Thursday, May 10, 2012

Lean In

Seth’s life was a mess. After marrying a woman he didn’t love, he was divorced before he was 30. He’d lost half his friends and half his money. He hated the guy he’d become, and he felt like he was going nowhere. Without a clue as to how to tackle the huge problems that tormented him, he decided he would begin to change his screwed-up life by coping with a single problem.

Seth had always been afraid of heights. Sitting on a barstool practically gave him vertigo. So he resolved to break out of that fear by doing something he never thought he could. He decided to go skydiving. That’s how he found himself wearing a blue jumpsuit, sitting on the floor of a little plane that sounded like it was powered by a rubber band. This is the stupidest idea I’ve ever had. I can’t do this. I should just go home, he thought. If he hadn’t been strapped to the instructor, he would have called it quits.

When the doors slid open and it was time to act, Seth froze. “The $275 is for the ride up. The ride down is free,” the instructor said. “If you are going to do this, now is the time.”

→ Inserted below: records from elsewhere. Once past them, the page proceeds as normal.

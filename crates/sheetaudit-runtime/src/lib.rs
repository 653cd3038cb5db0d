//! HTTP service for sheetaudit.
//!
//! Serves the audit report next to the display views and single-file
//! actions:
//!
//! | route                    | method | body                         |
//! |--------------------------|--------|------------------------------|
//! | `/health`                | GET    |                              |
//! | `/audit`                 | GET    |                              |
//! | `/spreadsheets`          | GET    | `?pageSize=N`                |
//! | `/spreadsheets/{id}`     | GET    |                              |
//! | `/rename`                | POST   | `{ "fileId", "newName" }`    |
//! | `/copy`                  | POST   | `{ "fileId" }`               |
//! | `/trash`                 | POST   | `{ "fileId" }`               |
//! | `/remove-public`         | POST   | `{ "fileId" }`               |
//! | `/logout`                | POST   |                              |
//!
//! Every route except `/health` and `/logout` requires a session; see [`Authenticated`].

mod auth;
mod error;
mod routes;

use std::{future::Future, sync::Arc};

use axum::{
    Router,
    routing::{get, post},
};
use sheetaudit_core::{AuditOptions, Auditor, Config, Session};
use sheetaudit_google::{ClientError, GoogleApi};
use tokio::net::TcpListener;
use tracing::info;

pub use auth::{ACCESS_TOKEN_COOKIE, Authenticated};
pub use error::ActionError;

/// Shared state handed to every handler.
#[derive(Debug, Clone)]
pub struct AppState {
    auditor: Auditor,
    google: Arc<GoogleApi>,
    default_session: Option<Session>,
}

impl AppState {
    pub fn new(google: GoogleApi, options: AuditOptions) -> Self {
        let google = Arc::new(google);
        Self {
            auditor: Auditor::new(google.clone(), options),
            google,
            default_session: None,
        }
    }

    /// Builds the provider client and auditor from a loaded config.
    ///
    /// # Errors
    ///
    /// Returns [`ClientError`] if the `[google]` section is unusable.
    pub fn from_config(config: &Config) -> Result<Self, ClientError> {
        Ok(Self::new(
            GoogleApi::new(&config.google)?,
            config.audit.clone(),
        ))
    }

    /// Session used when a request carries no credential of its own.
    #[must_use]
    pub fn with_default_session(mut self, session: Session) -> Self {
        self.default_session = Some(session);
        self
    }

    pub fn auditor(&self) -> &Auditor {
        &self.auditor
    }

    pub fn google(&self) -> &GoogleApi {
        &self.google
    }

    pub fn default_session(&self) -> Option<&Session> {
        self.default_session.as_ref()
    }
}

/// Builds the service router.
pub fn router(state: AppState) -> Router {
    Router::new()
        .route("/health", get(routes::health))
        .route("/audit", get(routes::audit))
        .route("/spreadsheets", get(routes::list_spreadsheets))
        .route("/spreadsheets/{id}", get(routes::spreadsheet_details))
        .route("/rename", post(routes::rename))
        .route("/copy", post(routes::copy))
        .route("/trash", post(routes::trash))
        .route("/remove-public", post(routes::remove_public))
        .route("/logout", post(routes::logout))
        .with_state(state)
}

/// Serves the router on `listener` until `shutdown` completes, then drains
/// in-flight requests.
///
/// # Errors
///
/// Returns an I/O error if the server fails while accepting connections.
pub async fn serve<F>(listener: TcpListener, state: AppState, shutdown: F) -> std::io::Result<()>
where
    F: Future<Output = ()> + Send + 'static,
{
    if let Ok(addr) = listener.local_addr() {
        info!(address = %addr, "Starting sheetaudit server");
    }

    axum::serve(listener, router(state))
        .with_graceful_shutdown(shutdown)
        .await?;

    info!("sheetaudit server stopped");
    Ok(())
}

Seth didn’t feel like jumping. He was scared to death. But with the wind whipping all around him, he wondered, What would I be going home to? The only things waiting for him at home were Chinese takeout and a job he didn’t want to go to on Monday morning. Did he really want to be that guy anymore? The guy who let fear and regret rule his life?

So he closed his eyes, adjusted his goggles, eased to the edge of the open plane door and shifted his weight. He didn’t leap from the plane like an action hero. He just leaned in to the open sky—to the chance that something might shift in his life—and let gravity do the rest. And with that tiny action, he stopped being the guy who was too scared to handle a risk, who never did anything interesting, who let his failures define him. He became someone else, someone whose life wasn’t over but was just beginning.

Leaning in to that open sky gave Seth a wild ride and one hell of a stomachache. But that choice to lean in, that small shift in weight and change in direction, changed his life forever because it put him in motion. That is what leaning in is all about: taking the small action that will let your momentum take over and carry you forward.

You think you have to figure it all out before you take a step. Instead, lean in. Send that email. Pick up the phone. Sign up for that class. Commit and do it. What matters is that you push through your feelings and start moving. Take action and lean toward what you want without regard for how it will look or turn out.

You don’t need to take a massive leap. All you need to do is lean in and see what happens next. Make that tiny push, and then let gravity pull you through.